Prim’s algorithm builds the MST by starting from any node and greedily adding the cheapest edge that connects a new node to the current tree. We use a min-heap to always find the cheapest edge efficiently.

Algorithm

  1. Start from point 0. Mark it as visited.
  2. Push all edges from point 0 to the heap.
  3. While not all points are in the MST:
    • Pop the cheapest edge (cost, next_point).
    • If next_point is already visited, skip.
    • Add cost to the total. Mark next_point as visited.
    • Push all edges from next_point to unvisited points into the heap.
  4. Return total cost.

Solution

import heapq

def minCostConnectPoints_prim(points):
    n = len(points)
    visited = set()
    heap = [(0, 0)]  # (cost, point_index)
    total = 0

    while len(visited) < n:
        cost, i = heapq.heappop(heap)
        if i in visited:
            continue
        visited.add(i)
        total += cost

        for j in range(n):
            if j not in visited:
                dist = abs(points[i][0] - points[j][0]) + abs(points[i][1] - points[j][1])
                heapq.heappush(heap, (dist, j))

    return total


print(minCostConnectPoints_prim([[0,0],[2,2],[3,10],[5,2],[7,0]]))  # 20
print(minCostConnectPoints_prim([[3,12],[-2,5],[-4,1]]))             # 18
print(minCostConnectPoints_prim([[0,0],[1,1],[1,0],[-1,1]]))         # 4

Complexity

  • Time: O(n² log n) — each of n² edges can be pushed/popped from the heap
  • Space: O(n²) — heap can hold all edges

2. Kruskal’s Algorithm with Union-Find

Intuition

Kruskal’s takes a different approach: generate all possible edges, sort them by cost, then greedily add edges from cheapest to most expensive — but only if the two endpoints aren’t already connected (checked via Union-Find). Stop when all points are in one component.

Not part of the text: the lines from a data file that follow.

//! Credential persistence
//!
//! A [`CredentialStore`] serializes values as JSON and keeps them in one of
//! two tiers. The durable tier is any [`Storage`] implementation, such as
//! [`FileStorage`]. The store probes it once at construction and uses it
//! only if it works. Otherwise, or once the durable tier fails later on,
//! values are kept in a process-local [`MemoryStorage`] under the same
//! keys. Callers are never told which tier is in use.

use std::error;

use parking_lot::Mutex;
use serde::{de::DeserializeOwned, Serialize};

use crate::transport::BoxError;

#[cfg(feature = "file")]
pub mod file;
pub mod memory;

#[cfg(feature = "file")]
pub use file::FileStorage;
pub use memory::MemoryStorage;

const PROBE_KEY: &str = "__tessera_probe__";

/// A string key/value storage backend
pub trait Storage: Send + Sync {
    /// Reads the value stored under `key`
    fn get_item(&self, key: &str) -> Result<Option<String>, BoxError>;

    /// Stores `value` under `key`, replacing any previous value
    fn set_item(&self, key: &str, value: &str) -> Result<(), BoxError>;

    /// Removes the value under `key`; removing a missing key succeeds
    fn remove_item(&self, key: &str) -> Result<(), BoxError>;
}

enum Tier {
    Durable(Box<dyn Storage>),
    Memory(MemoryStorage),
}

impl Tier {
    fn name(&self) -> &'static str {
        match self {
            Self::Durable(_) => "durable",
            Self::Memory(_) => "memory",
        }
    }

    fn run<R, F>(&mut self, action: &'static str, key: &str, op: F) -> R
    where
        R: Default,
        F: Fn(&dyn Storage) -> Result<R, BoxError>,
    {
        if let Self::Durable(storage) = self {
            let error = match op(&**storage) {
                Ok(result) => return result,
                Err(error) => error,
            };

            tracing::warn!(
                key,
                action,
                error = (&*error as &dyn error::Error),
                "durable storage failed, falling back to memory"
            );
            *self = Self::Memory(MemoryStorage::new());
        }

        let outcome = match self {
            Self::Durable(storage) => op(&**storage),
            Self::Memory(memory) => op(&*memory),
        };

        outcome.unwrap_or_else(|error| {
            tracing::warn!(
                key,
                action,
                error = (&*error as &dyn error::Error),
                "memory storage failed"
            );
            R::default()
        })
    }
}

/// A JSON value store with a transparent in-memory fallback
pub struct CredentialStore {
    tier: Mutex<Tier>,
}

impl CredentialStore {
    /// Constructs a store backed by `durable` storage, if it is usable
    ///
    /// The backend is probed by writing and removing a scratch key. If the
    /// probe fails, the store keeps its values in memory instead.
    pub fn new(durable: impl Storage + 'static) -> Self {
        let tier = match try_durable(&durable) {
            Ok(()) => {
                tracing::debug!("durable storage available");
                Tier::Durable(Box::new(durable))
            }
            Err(error) => {
                tracing::warn!(
                    error = (&*error as &dyn error::Error),
                    "durable storage unavailable, using memory"
                );
                Tier::Memory(MemoryStorage::new())
            }
        };

        Self {
            tier: Mutex::new(tier),
        }
    }

    /// Constructs a store that only keeps values in memory
    pub fn in_memory() -> Self {
        Self {
            tier: Mutex::new(Tier::Memory(MemoryStorage::new())),
        }
    }

    /// Whether values currently reach the durable backend
    pub fn is_durable(&self) -> bool {
        matches!(*self.tier.lock(), Tier::Durable(_))
    }

    /// Serializes and stores `value` under `key`
    pub fn persist<T: Serialize + ?Sized>(&self, key: &str, value: &T) {
        let mut tier = self.tier.lock();
        write(&mut tier, key, value);
    }

    /// Reads and deserializes the value under `key`
    ///
    /// Missing values and stored text that does not deserialize as `T`
    /// both read as `None`.
    pub fn retrieve<T: DeserializeOwned>(&self, key: &str) -> Option<T> {
        let mut tier = self.tier.lock();
        read(&mut tier, key)
    }

    /// Removes the value under `key`
    pub fn delete(&self, key: &str) {
        self.tier
            .lock()
            .run("remove", key, |storage| storage.remove_item(key));
    }

    /// Replaces the value under `key` with `f(current)` in a single step
    pub fn update<T, F>(&self, key: &str, f: F)
    where
        T: Serialize + DeserializeOwned,
        F: FnOnce(Option<T>) -> T,
    {
        let mut tier = self.tier.lock();
        let current = read(&mut tier, key);
        let next = f(current);
        write(&mut tier, key, &next);
    }
}

impl Default for CredentialStore {
    fn default() -> Self {
        Self::in_memory()
    }
}

impl std::fmt::Debug for CredentialStore {
    fn fmt(&self, f: &mut std::fmt::Formatter<'_>) -> std::fmt::Result {
        f.debug_struct("CredentialStore")
            .field("tier", &self.tier.lock().name())
            .finish()
    }
}

fn try_durable(storage: &dyn Storage) -> Result<(), BoxError> {
    storage.set_item(PROBE_KEY, PROBE_KEY)?;
    storage.remove_item(PROBE_KEY)
}

fn read<T: DeserializeOwned>(tier: &mut Tier, key: &str) -> Option<T> {
    let raw = tier.run("get", key, |storage| storage.get_item(key))?;
    match serde_json::from_str(&raw) {
        Ok(value) => Some(value),
        Err(error) => {
            tracing::debug!(key, %error, "ignoring malformed stored value");
            None
        }
    }
}

fn write<T: Serialize + ?Sized>(tier: &mut Tier, key: &str, value: &T) {
    match serde_json::to_string(value) {
        Ok(raw) => tier.run("set", key, |storage| storage.set_item(key, &raw)),
        Err(error) => tracing::warn!(key, %error, "unable to serialize value for storage"),
    }
}

#[cfg(test)]
mod tests {
    use std::{
        collections::BTreeMap,
        io,
        sync::{
            atomic::{AtomicBool, AtomicUsize, Ordering},
            Arc,
        },
    };

    use serde_json::{json, Value};

    use super::*;

    /// Storage that refuses every call, like a disabled browser store
    struct Unavailable;

    impl Storage for Unavailable {
        fn get_item(&self, _: &str) -> Result<Option<String>, BoxError> {
            Err(io::Error::new(io::ErrorKind::PermissionDenied, "disabled").into())
        }

        fn set_item(&self, _: &str, _: &str) -> Result<(), BoxError> {
            Err(io::Error::new(io::ErrorKind::PermissionDenied, "disabled").into())
        }

        fn remove_item(&self, _: &str) -> Result<(), BoxError> {
            Err(io::Error::new(io::ErrorKind::PermissionDenied, "disabled").into())
        }
    }

    /// Storage that works until told to break
    #[derive(Clone, Default)]
    struct Flaky {
        inner: Arc<MemoryStorage>,
        broken: Arc<AtomicBool>,
        calls: Arc<AtomicUsize>,
    }

    impl Flaky {
        fn check(&self) -> Result<(), BoxError> {
            self.calls.fetch_add(1, Ordering::SeqCst);
            if self.broken.load(Ordering::SeqCst) {
                Err(io::Error::new(io::ErrorKind::Other, "quota exceeded").into())
            } else {
                Ok(())
            }
        }
    }

    impl Storage for Flaky {
        fn get_item(&self, key: &str) -> Result<Option<String>, BoxError> {
            self.check()?;
            self.inner.get_item(key)
        }

        fn set_item(&self, key: &str, value: &str) -> Result<(), BoxError> {
            self.check()?;
            self.inner.set_item(key, value)
        }

        fn remove_item(&self, key: &str) -> Result<(), BoxError> {
            self.check()?;
            self.inner.remove_item(key)
        }
    }

    #[test]
    fn round_trips_values_in_memory() {
        let store = CredentialStore::in_memory();
        let value = json!({ "Authorization": "Bearer abc", "nested": { "n": [1, 2] } });

        store.persist("auth_headers", &value);

        assert_eq!(store.retrieve::<Value>("auth_headers"), Some(value));
    }

    #[test]
    fn round_trips_values_through_durable_storage() {
        let durable = Flaky::default();
        let store = CredentialStore::new(durable.clone());
        assert!(store.is_durable());

        store.persist("auth_headers", &json!({ "Authorization": "Bearer abc" }));

        assert_eq!(
            durable.inner.get_item("auth_headers").unwrap().as_deref(),
            Some(r#"{"Authorization":"Bearer abc"}"#)
        );
        assert_eq!(
            store.retrieve::<Value>("auth_headers"),
            Some(json!({ "Authorization": "Bearer abc" }))
        );
        assert_eq!(durable.inner.get_item(PROBE_KEY).unwrap(), None);
    }

    #[test]
    fn unavailable_durable_storage_falls_back_to_memory() {
        let store = CredentialStore::new(Unavailable);
        assert!(!store.is_durable());

        store.persist("auth_headers", &json!({ "Authorization": "Bearer abc" }));
        assert_eq!(
            store.retrieve::<Value>("auth_headers"),
            Some(json!({ "Authorization": "Bearer abc" }))
        );

        store.delete("auth_headers");
        assert_eq!(store.retrieve::<Value>("auth_headers"), None);
    }

    #[test]
    fn failing_durable_storage_is_demoted_transparently() {
        let durable = Flaky::default();
        let store = CredentialStore::new(durable.clone());

        durable.broken.store(true, Ordering::SeqCst);
        store.persist("auth_headers", &json!({ "a": "1" }));

        assert!(!store.is_durable());
        assert_eq!(store.retrieve::<Value>("auth_headers"), Some(json!({ "a": "1" })));

        let calls = durable.calls.load(Ordering::SeqCst);
        store.delete("auth_headers");
        assert_eq!(durable.calls.load(Ordering::SeqCst), calls);
        assert_eq!(store.retrieve::<Value>("auth_headers"), None);
    }

    #[test]
    fn malformed_values_read_as_absent() {
        let durable = Flaky::default();
        durable.inner.set_item("auth_headers", "{not json").unwrap();
        let store = CredentialStore::new(durable);

        assert_eq!(store.retrieve::<Value>("auth_headers"), None);
    }

    #[test]
    fn values_of_the_wrong_shape_read_as_absent() {
        let store = CredentialStore::in_memory();
        store.persist("auth_headers", &json!(["not", "a", "map"]));

        assert_eq!(store.retrieve::<BTreeMap<String, String>>("auth_headers"), None);
    }

    #[test]
    fn update_merges_with_the_current_value() {
        let store = CredentialStore::in_memory();
        store.persist("auth_headers", &json!({ "a": "1", "b": "2" }));

        store.update("auth_headers", |current: Option<BTreeMap<String, String>>| {
            let mut headers = current.unwrap_or_default();
            headers.insert("b".to_owned(), "3".to_owned());
            headers
        });

        assert_eq!(
            store.retrieve::<Value>("auth_headers"),
            Some(json!({ "a": "1", "b": "3" }))
        );
    }

    #[test]
    fn deleting_a_missing_key_is_harmless() {
        let store = CredentialStore::in_memory();
        store.delete("auth_headers");
        store.delete("auth_headers");
        assert_eq!(store.retrieve::<Value>("auth_headers"), None);
    }
}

Both Prim’s and Kruskal’s give the same MST weight, but Kruskal’s is more natural when you already have the edge list. Here we generate all n*(n-1)/2 edges upfront.

Algorithm

  1. Generate all pairs of points and compute Manhattan distances.
  2. Sort edges by distance.
  3. Initialize Union-Find with n components.
  4. For each edge (cost, i, j) in sorted order:
    • If i and j are in different components, union them and add cost.
    • Stop when we’ve added n-1 edges (MST is complete).
  5. Return total cost.

Solution

def minCostConnectPoints_kruskal(points):
    n = len(points)

    # Union-Find
    parent = list(range(n))
    rank = [0] * n

    def find(x):
        while parent[x] != x:
            parent[x] = parent[parent[x]]  # path compression
            x = parent[x]
        return x

    def union(x, y):
        px, py = find(x), find(y)
        if px == py:
            return False
        if rank[px] < rank[py]:
            px, py = py, px
        parent[py] = px
        if rank[px] == rank[py]:
            rank[px] += 1
        return True

    # Generate all edges
    edges = []
    for i in range(n):
        for j in range(i + 1, n):
            dist = abs(points[i][0] - points[j][0]) + abs(points[i][1] - points[j][1])
            edges.append((dist, i, j))

    edges.sort()

    total = 0
    edges_used = 0
    for cost, i, j in edges:
        if union(i, j):
            total += cost
            edges_used += 1
            if edges_used == n - 1:
                break

    return total


print(minCostConnectPoints_kruskal([[0,0],[2,2],[3,10],[5,2],[7,0]]))  # 20
print(minCostConnectPoints_kruskal([[3,12],[-2,5],[-4,1]]))             # 18
print(minCostConnectPoints_kruskal([[0,0],[1,1],[1,0],[-1,1]]))         # 4
print(minCostConnectPoints_kruskal([[0,0]]))                            # 0

Complexity

  • Time: O(n² log n) — generating O(n²) edges and sorting them
  • Space: O(n²) — edge list

Common Pitfalls

Forgetting that it’s a complete graph. Every point connects to every other point — you don’t need a predefined edge list. Compute Manhattan distances on the fly.

Double-counting edges in Kruskal’s. When generating pairs (i, j), only iterate j from i+1 to avoid adding each edge twice.

Stopping Prim’s too early. Check len(visited) < n, not len(visited) <= n. The loop should run until all n points are added.